I caught the ferry to Manly to go to Nordic Fusion, a Scandinavian design store, that also stocks a range of Swedish food and drink – Svensk mat och dryck – including, Glögg. I remember having tasted mulled wine many years ago at a dinner party at Wentworth, near Mildura on the NSW/Victorian border. I think I was about 25 or 26 and it was all very exotic for a young man who had spent most of his life living in rural and regional Australia.

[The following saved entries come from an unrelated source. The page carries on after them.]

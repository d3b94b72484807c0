//! Reference `predict_proba` outputs of classifiers on two benchmark
//! datasets: the two-class unit-test data and the four-class basic motions
//! data. Each table holds the probabilities for the first ten test
//! instances, in the order the classifiers' `classes()` report.

/// Probabilities on the unit-test dataset (two classes).
pub type UnitTestProba = [[f64; 2]; 10];

/// Probabilities on the basic motions dataset (four classes).
pub type BasicMotionsProba = [[f64; 4]; 10];

static UNIT_TEST_BOSS_ENSEMBLE: UnitTestProba = [
    [0.2, 0.8],
    [0.8, 0.2],
    [0.2, 0.8],
    [1.0, 0.0],
    [1.0, 0.0],
    [0.4, 0.6],
    [0.8, 0.2],
    [0.0, 1.0],
    [0.8, 0.2],
    [1.0, 0.0],
];

static UNIT_TEST_CONTRACTABLE_BOSS: UnitTestProba = [
    [0.18463378, 0.81536622],
    [0.81536622, 0.18463378],
    [0.31868253, 0.68131747],
    [0.86595126, 0.13404874],
    [1.0, 0.0],
    [1.0, 0.0],
    [0.81536622, 0.18463378],
    [0.36926757, 0.63073243],
    [1.0, 0.0],
    [0.86595126, 0.13404874],
];

static UNIT_TEST_TEMPORAL_DICTIONARY_ENSEMBLE: UnitTestProba = [
    [0.0, 1.0],
    [0.4924, 0.5076],
    [0.0, 1.0],
    [0.9043, 0.0957],
    [0.8016, 0.1984],
    [1.0, 0.0],
    [0.706, 0.294],
    [0.0, 1.0],
    [0.8016, 0.1984],
    [1.0, 0.0],
];

static UNIT_TEST_WEASEL: UnitTestProba = [
    [0.20366595, 0.79633405],
    [0.97761497, 0.02238503],
    [0.05127821, 0.94872179],
    [0.81435354, 0.18564646],
    [0.91971316, 0.08028684],
    [0.97877426, 0.02122574],
    [0.16694218, 0.83305782],
    [0.04834253, 0.95165747],
    [0.93156332, 0.06843668],
    [0.97714351, 0.02285649],
];

static UNIT_TEST_ELASTIC_ENSEMBLE: UnitTestProba = [
    [0.0, 1.0],
    [1.0, 0.0],
    [0.0, 1.0],
    [1.0, 0.0],
    [0.33333333, 0.66666667],
    [1.0, 0.0],
    [0.66666667, 0.33333333],
    [0.0, 1.0],
    [1.0, 0.0],
    [1.0, 0.0],
];

static UNIT_TEST_SHAPE_DTW: UnitTestProba = [
    [0.0, 1.0],
    [1.0, 0.0],
    [0.0, 1.0],
    [1.0, 0.0],
    [0.0, 1.0],
    [1.0, 0.0],
    [1.0, 0.0],
    [0.0, 1.0],
    [1.0, 0.0],
    [1.0, 0.0],
];

static UNIT_TEST_CATCH22_CLASSIFIER: UnitTestProba = [
    [0.0, 1.0],
    [1.0, 0.0],
    [0.1, 0.9],
    [0.8, 0.2],
    [0.6, 0.4],
    [0.9, 0.1],
    [0.6, 0.4],
    [0.2, 0.8],
    [0.8, 0.2],
    [0.8, 0.2],
];

static UNIT_TEST_MATRIX_PROFILE_CLASSIFIER: UnitTestProba = [
    [0.0, 1.0],
    [1.0, 0.0],
    [0.0, 1.0],
    [1.0, 0.0],
    [1.0, 0.0],
    [1.0, 0.0],
    [0.0, 1.0],
    [0.0, 1.0],
    [0.0, 1.0],
    [0.0, 1.0],
];

static UNIT_TEST_RANDOM_INTERVAL_CLASSIFIER: UnitTestProba = [
    [0.0, 1.0],
    [1.0, 0.0],
    [0.0, 1.0],
    [1.0, 0.0],
    [1.0, 0.0],
    [1.0, 0.0],
    [1.0, 0.0],
    [0.2, 0.8],
    [0.8, 0.2],
    [1.0, 0.0],
];

static UNIT_TEST_SIGNATURE_CLASSIFIER: UnitTestProba = [
    [0.1, 0.9],
    [1.0, 0.0],
    [0.0, 1.0],
    [1.0, 0.0],
    [0.9, 0.1],
    [0.8, 0.2],
    [0.8, 0.2],
    [0.0, 1.0],
    [0.8, 0.2],
    [1.0, 0.0],
];

static UNIT_TEST_SUMMARY_CLASSIFIER: UnitTestProba = [
    [0.0, 1.0],
    [0.9, 0.1],
    [0.0, 1.0],
    [0.9, 0.1],
    [0.9, 0.1],
    [1.0, 0.0],
    [0.8, 0.2],
    [0.6, 0.4],
    [0.9, 0.1],
    [1.0, 0.0],
];

static UNIT_TEST_HIVECOTEV1: UnitTestProba = [
    [0.0, 1.0],
    [0.5524, 0.4476],
    [0.0, 1.0],
    [0.8285, 0.1715],
    [0.8839, 0.1161],
    [0.9746, 0.0254],
    [0.7181, 0.2819],
    [0.0, 1.0],
    [0.7911, 0.2089],
    [0.7167, 0.2833],
];

static UNIT_TEST_HIVECOTEV2: UnitTestProba = [
    [0.0, 1.0],
    [0.4563, 0.5437],
    [0.0379, 0.9621],
    [1.0, 0.0],
    [0.719, 0.281],
    [1.0, 0.0],
    [0.8477, 0.1523],
    [0.0379, 0.9621],
    [0.6902, 0.3098],
    [1.0, 0.0],
];

static UNIT_TEST_CANONICAL_INTERVAL_FOREST: UnitTestProba = [
    [0.41, 0.59],
    [0.7333, 0.2667],
    [0.1833, 0.8167],
    [0.7667, 0.2333],
    [0.5, 0.5],
    [0.76, 0.24],
    [0.8, 0.2],
    [0.2833, 0.7167],
    [0.86, 0.14],
    [0.7, 0.3],
];

static UNIT_TEST_DR_CIF: UnitTestProba = [
    [0.0, 1.0],
    [0.8, 0.2],
    [0.2, 0.8],
    [1.0, 0.0],
    [0.7, 0.3],
    [0.9, 0.1],
    [0.9, 0.1],
    [0.3, 0.7],
    [0.8, 0.2],
    [1.0, 0.0],
];

static UNIT_TEST_RANDOM_INTERVAL_SPECTRAL_ENSEMBLE: UnitTestProba = [
    [0.1, 0.9],
    [0.8, 0.2],
    [0.0, 1.0],
    [0.7, 0.3],
    [1.0, 0.0],
    [1.0, 0.0],
    [0.6, 0.4],
    [0.0, 1.0],
    [0.7, 0.3],
    [0.9, 0.1],
];

static UNIT_TEST_SUPERVISED_TIME_SERIES_FOREST: UnitTestProba = [
    [0.0, 1.0],
    [0.8, 0.2],
    [0.0, 1.0],
    [1.0, 0.0],
    [1.0, 0.0],
    [1.0, 0.0],
    [1.0, 0.0],
    [0.1, 0.9],
    [1.0, 0.0],
    [1.0, 0.0],
];

static UNIT_TEST_TIME_SERIES_FOREST_CLASSIFIER: UnitTestProba = [
    [0.1, 0.9],
    [0.7, 0.3],
    [0.0, 1.0],
    [1.0, 0.0],
    [0.8, 0.2],
    [1.0, 0.0],
    [0.8, 0.2],
    [0.0, 1.0],
    [0.8, 0.2],
    [0.9, 0.1],
];

static UNIT_TEST_ARSENAL: UnitTestProba = [
    [-0.0, 1.0],
    [1.0, -0.0],
    [-0.0, 1.0],
    [1.0, -0.0],
    [0.9236, 0.0764],
    [1.0, -0.0],
    [0.4506, 0.5494],
    [-0.0, 1.0],
    [1.0, -0.0],
    [1.0, -0.0],
];

static UNIT_TEST_ROCKET_CLASSIFIER: UnitTestProba = [
    [0.0, 1.0],
    [1.0, 0.0],
    [0.0, 1.0],
    [1.0, 0.0],
    [1.0, 0.0],
    [1.0, 0.0],
    [1.0, 0.0],
    [0.0, 1.0],
    [1.0, 0.0],
    [1.0, 0.0],
];

static UNIT_TEST_SHAPELET_TRANSFORM_CLASSIFIER: UnitTestProba = [
    [0.0, 1.0],
    [0.6, 0.4],
    [0.0, 1.0],
    [1.0, 0.0],
    [1.0, 0.0],
    [1.0, 0.0],
    [1.0, 0.0],
    [0.0, 1.0],
    [1.0, 0.0],
    [1.0, 0.0],
];

static BASIC_MOTIONS_COLUMN_ENSEMBLE_CLASSIFIER: BasicMotionsProba = [
    [0.25, 0.25, 0.25, 0.25],
    [0.5, 0.25, 0.25, 0.0],
    [0.0, 0.0, 0.5, 0.5],
    [0.5, 0.0, 0.5, 0.0],
    [0.25, 0.0, 0.5, 0.25],
    [0.25, 0.25, 0.5, 0.0],
    [0.75, 0.25, 0.0, 0.0],
    [0.0, 0.0, 0.75, 0.25],
    [0.0, 0.5, 0.25, 0.25],
    [0.0, 0.5, 0.25, 0.25],
];

static BASIC_MOTIONS_MUSE: BasicMotionsProba = [
    [0.0019, 0.0013, 0.0009, 0.9959],
    [0.8212, 0.0796, 0.0336, 0.0657],
    [0.0111, 0.0098, 0.9602, 0.019],
    [0.0576, 0.9091, 0.0143, 0.019],
    [0.0032, 0.0049, 0.0021, 0.9898],
    [0.0036, 0.0016, 0.0026, 0.9922],
    [0.8459, 0.0698, 0.0328, 0.0514],
    [0.0562, 0.0186, 0.8846, 0.0405],
    [0.0573, 0.9249, 0.0102, 0.0076],
    [0.0106, 0.9833, 0.004, 0.0022],
];

static BASIC_MOTIONS_TEMPORAL_DICTIONARY_ENSEMBLE: BasicMotionsProba = [
    [0.0, 0.0, 0.0, 1.0],
    [1.0, 0.0, 0.0, 0.0],
    [0.0, 0.0, 1.0, 0.0],
    [0.0, 0.6261, 0.3739, 0.0],
    [0.0, 0.0, 0.0, 1.0],
    [0.0, 0.0, 0.0, 1.0],
    [0.7478, 0.0, 0.0, 0.2522],
    [0.0, 0.0, 1.0, 0.0],
    [0.0, 0.7478, 0.2522, 0.0],
    [0.0, 0.7478, 0.2522, 0.0],
];

static BASIC_MOTIONS_CATCH22_CLASSIFIER: BasicMotionsProba = [
    [0.0, 0.2, 0.2, 0.6],
    [0.0, 0.9, 0.0, 0.1],
    [0.2, 0.2, 0.3, 0.3],
    [0.2, 0.5, 0.3, 0.0],
    [0.0, 0.2, 0.1, 0.7],
    [0.0, 0.0, 0.4, 0.6],
    [0.2, 0.4, 0.2, 0.2],
    [0.1, 0.0, 0.7, 0.2],
    [0.1, 0.7, 0.1, 0.1],
    [0.0, 0.9, 0.0, 0.1],
];

static BASIC_MOTIONS_RANDOM_INTERVAL_CLASSIFIER: BasicMotionsProba = [
    [0.0, 0.0, 0.2, 0.8],
    [0.3, 0.1, 0.1, 0.5],
    [0.0, 0.0, 0.8, 0.2],
    [0.2, 0.7, 0.0, 0.1],
    [0.0, 0.1, 0.4, 0.5],
    [0.0, 0.0, 0.4, 0.6],
    [0.2, 0.3, 0.1, 0.4],
    [0.0, 0.1, 0.9, 0.0],
    [0.1, 0.8, 0.0, 0.1],
    [0.1, 0.7, 0.0, 0.2],
];

static BASIC_MOTIONS_SIGNATURE_CLASSIFIER: BasicMotionsProba = [
    [0.0, 0.0, 0.5, 0.5],
    [0.4, 0.0, 0.3, 0.3],
    [0.0, 0.0, 0.9, 0.1],
    [0.2, 0.3, 0.1, 0.4],
    [0.0, 0.0, 0.4, 0.6],
    [0.0, 0.0, 0.7, 0.3],
    [0.1, 0.0, 0.6, 0.3],
    [0.0, 0.0, 0.9, 0.1],
    [0.0, 0.7, 0.1, 0.2],
    [0.2, 0.3, 0.1, 0.4],
];

static BASIC_MOTIONS_SUMMARY_CLASSIFIER: BasicMotionsProba = [
    [0.0, 0.0, 0.3, 0.7],
    [0.5, 0.2, 0.1, 0.2],
    [0.0, 0.0, 0.8, 0.2],
    [0.0, 1.0, 0.0, 0.0],
    [0.1, 0.1, 0.2, 0.6],
    [0.0, 0.0, 0.3, 0.7],
    [0.5, 0.2, 0.1, 0.2],
    [0.0, 0.0, 0.8, 0.2],
    [0.1, 0.9, 0.0, 0.0],
    [0.1, 0.9, 0.0, 0.0],
];

static BASIC_MOTIONS_HIVECOTEV2: BasicMotionsProba = [
    [0.0, 0.0222, 0.0222, 0.9557],
    [0.8065, 0.0701, 0.0, 0.1235],
    [0.0222, 0.0, 0.858, 0.1198],
    [0.0701, 0.2803, 0.3774, 0.2722],
    [0.0222, 0.0, 0.0701, 0.9078],
    [0.0222, 0.0, 0.1144, 0.8634],
    [0.7843, 0.1845, 0.0, 0.0312],
    [0.0222, 0.0, 0.8483, 0.1295],
    [0.0922, 0.7843, 0.0922, 0.0312],
    [0.0, 0.9466, 0.0222, 0.0312],
];

static BASIC_MOTIONS_CANONICAL_INTERVAL_FOREST: BasicMotionsProba = [
    [0.0, 0.0, 0.3, 0.7],
    [0.6, 0.2, 0.2, 0.0],
    [0.0, 0.1, 0.6, 0.3],
    [0.1, 0.5, 0.0, 0.4],
    [0.0, 0.0, 0.3, 0.7],
    [0.0, 0.0, 0.3, 0.7],
    [0.6, 0.2, 0.0, 0.2],
    [0.2, 0.0, 0.6, 0.2],
    [0.0, 0.5, 0.1, 0.4],
    [0.3, 0.7, 0.0, 0.0],
];

static BASIC_MOTIONS_DR_CIF: BasicMotionsProba = [
    [0.1, 0.1, 0.3, 0.5],
    [0.8, 0.2, 0.0, 0.0],
    [0.0, 0.1, 0.7, 0.2],
    [0.3, 0.6, 0.0, 0.1],
    [0.2, 0.0, 0.2, 0.6],
    [0.0, 0.1, 0.4, 0.5],
    [0.5, 0.5, 0.0, 0.0],
    [0.0, 0.0, 0.8, 0.2],
    [0.3, 0.7, 0.0, 0.0],
    [0.2, 0.8, 0.0, 0.0],
];

static BASIC_MOTIONS_ARSENAL: BasicMotionsProba = [
    [-0.0, 0.158, -0.0, 0.842],
    [1.0, -0.0, -0.0, -0.0],
    [0.6394, 0.3606, -0.0, -0.0],
    [-0.0, -0.0, 0.586, 0.414],
    [-0.0, -0.0, 0.2254, 0.7746],
    [-0.0, -0.0, 0.256, 0.744],
    [0.7771, 0.2229, -0.0, -0.0],
    [0.256, 0.2229, 0.3631, 0.158],
    [-0.0, 0.842, 0.158, -0.0],
    [-0.0, 1.0, -0.0, -0.0],
];

static BASIC_MOTIONS_ROCKET_CLASSIFIER: BasicMotionsProba = [
    [0.0, 0.0, 0.0, 1.0],
    [1.0, 0.0, 0.0, 0.0],
    [0.0, 0.0, 1.0, 0.0],
    [0.0, 1.0, 0.0, 0.0],
    [0.0, 0.0, 0.0, 1.0],
    [0.0, 0.0, 0.0, 1.0],
    [1.0, 0.0, 0.0, 0.0],
    [0.0, 0.0, 1.0, 0.0],
    [0.0, 1.0, 0.0, 0.0],
    [0.0, 1.0, 0.0, 0.0],
];

static BASIC_MOTIONS_SHAPELET_TRANSFORM_CLASSIFIER: BasicMotionsProba = [
    [0.0, 0.0, 0.2, 0.8],
    [0.2, 0.8, 0.0, 0.0],
    [0.0, 0.2, 0.6, 0.2],
    [0.2, 0.6, 0.2, 0.0],
    [0.0, 0.0, 0.2, 0.8],
    [0.0, 0.0, 0.2, 0.8],
    [0.2, 0.6, 0.0, 0.2],
    [0.0, 0.2, 0.8, 0.0],
    [0.4, 0.4, 0.0, 0.2],
    [0.2, 0.6, 0.0, 0.2],
];

static UNIT_TEST_TABLE: &[(&str, &UnitTestProba)] = &[
    ("BOSSEnsemble", &UNIT_TEST_BOSS_ENSEMBLE),
    ("ContractableBOSS", &UNIT_TEST_CONTRACTABLE_BOSS),
    ("TemporalDictionaryEnsemble", &UNIT_TEST_TEMPORAL_DICTIONARY_ENSEMBLE),
    ("WEASEL", &UNIT_TEST_WEASEL),
    ("ElasticEnsemble", &UNIT_TEST_ELASTIC_ENSEMBLE),
    ("ShapeDTW", &UNIT_TEST_SHAPE_DTW),
    ("Catch22Classifier", &UNIT_TEST_CATCH22_CLASSIFIER),
    ("MatrixProfileClassifier", &UNIT_TEST_MATRIX_PROFILE_CLASSIFIER),
    ("RandomIntervalClassifier", &UNIT_TEST_RANDOM_INTERVAL_CLASSIFIER),
    ("SignatureClassifier", &UNIT_TEST_SIGNATURE_CLASSIFIER),
    ("SummaryClassifier", &UNIT_TEST_SUMMARY_CLASSIFIER),
    ("HIVECOTEV1", &UNIT_TEST_HIVECOTEV1),
    ("HIVECOTEV2", &UNIT_TEST_HIVECOTEV2),
    ("CanonicalIntervalForest", &UNIT_TEST_CANONICAL_INTERVAL_FOREST),
    ("DrCIF", &UNIT_TEST_DR_CIF),
    ("RandomIntervalSpectralEnsemble", &UNIT_TEST_RANDOM_INTERVAL_SPECTRAL_ENSEMBLE),
    ("SupervisedTimeSeriesForest", &UNIT_TEST_SUPERVISED_TIME_SERIES_FOREST),
    ("TimeSeriesForestClassifier", &UNIT_TEST_TIME_SERIES_FOREST_CLASSIFIER),
    ("Arsenal", &UNIT_TEST_ARSENAL),
    ("RocketClassifier", &UNIT_TEST_ROCKET_CLASSIFIER),
    ("ShapeletTransformClassifier", &UNIT_TEST_SHAPELET_TRANSFORM_CLASSIFIER),
];

static BASIC_MOTIONS_TABLE: &[(&str, &BasicMotionsProba)] = &[
    ("ColumnEnsembleClassifier", &BASIC_MOTIONS_COLUMN_ENSEMBLE_CLASSIFIER),
    ("MUSE", &BASIC_MOTIONS_MUSE),
    ("TemporalDictionaryEnsemble", &BASIC_MOTIONS_TEMPORAL_DICTIONARY_ENSEMBLE),
    ("Catch22Classifier", &BASIC_MOTIONS_CATCH22_CLASSIFIER),
    ("RandomIntervalClassifier", &BASIC_MOTIONS_RANDOM_INTERVAL_CLASSIFIER),
    ("SignatureClassifier", &BASIC_MOTIONS_SIGNATURE_CLASSIFIER),
    ("SummaryClassifier", &BASIC_MOTIONS_SUMMARY_CLASSIFIER),
    ("HIVECOTEV2", &BASIC_MOTIONS_HIVECOTEV2),
    ("CanonicalIntervalForest", &BASIC_MOTIONS_CANONICAL_INTERVAL_FOREST),
    ("DrCIF", &BASIC_MOTIONS_DR_CIF),
    ("Arsenal", &BASIC_MOTIONS_ARSENAL),
    ("RocketClassifier", &BASIC_MOTIONS_ROCKET_CLASSIFIER),
    ("ShapeletTransformClassifier", &BASIC_MOTIONS_SHAPELET_TRANSFORM_CLASSIFIER),
];

/// Expected unit-test probabilities for the classifier called `name`.
pub fn unit_test_proba(name: &str) -> Option<&'static UnitTestProba> {
    UNIT_TEST_TABLE
        .iter()
        .find(|(key, _)| *key == name)
        .map(|(_, proba)| *proba)
}

/// Expected basic motions probabilities for the classifier called `name`.
pub fn basic_motions_proba(name: &str) -> Option<&'static BasicMotionsProba> {
    BASIC_MOTIONS_TABLE
        .iter()
        .find(|(key, _)| *key == name)
        .map(|(_, proba)| *proba)
}

/// Classifiers with unit-test expectations.
pub fn unit_test_names() -> impl Iterator<Item = &'static str> {
    UNIT_TEST_TABLE.iter().map(|(key, _)| *key)
}

/// Classifiers with basic motions expectations.
pub fn basic_motions_names() -> impl Iterator<Item = &'static str> {
    BASIC_MOTIONS_TABLE.iter().map(|(key, _)| *key)
}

Many years later, it was with some trepeditation that I approached the store to purchase three bottles of the stuff to take along to my Swedish class tonight. I’d called Nordic Fusion a day earlier and told them what I wanted and why. As I entered the store, there were a couple of other customers looking at hand-bags, sound systems and other such things. My bottles of Glögg were tagged in the fridge out the back. In an absolute bargain, they gave me an extra bottle for free. And then one of the women began to speak with me in Swedish.
“Oh my goodness”, I thought to myself. This is the real thing, speaking Swedish to a real Swede. I stammed out a few words, explaining that I only spoke a little Swedish, and that I was planning to travel there later in the year. Shyly, I left the store, totally appreciative of the way they had treated me so kindly, especially counting out the change in Swedish etc. That said, I really have to gain some confidence in speaking with real life Swedes, rather than just my classmates.
We had a great time at tonight’s class which, focussing on food, involved everyone bringing along some kind of food item. The cakes and sweets were, as our teacher said, the best in the world. I also really loved the pickled herring and meatballs. And the Glögg? Well, I thought it was okay. Everyone seemed to enjoy it, warmed and with raisons and almonds, though it was perhaps a little sickly sweet for me. I still have a bottle left at home, by the way, for those cold winter nights which are almost upon us.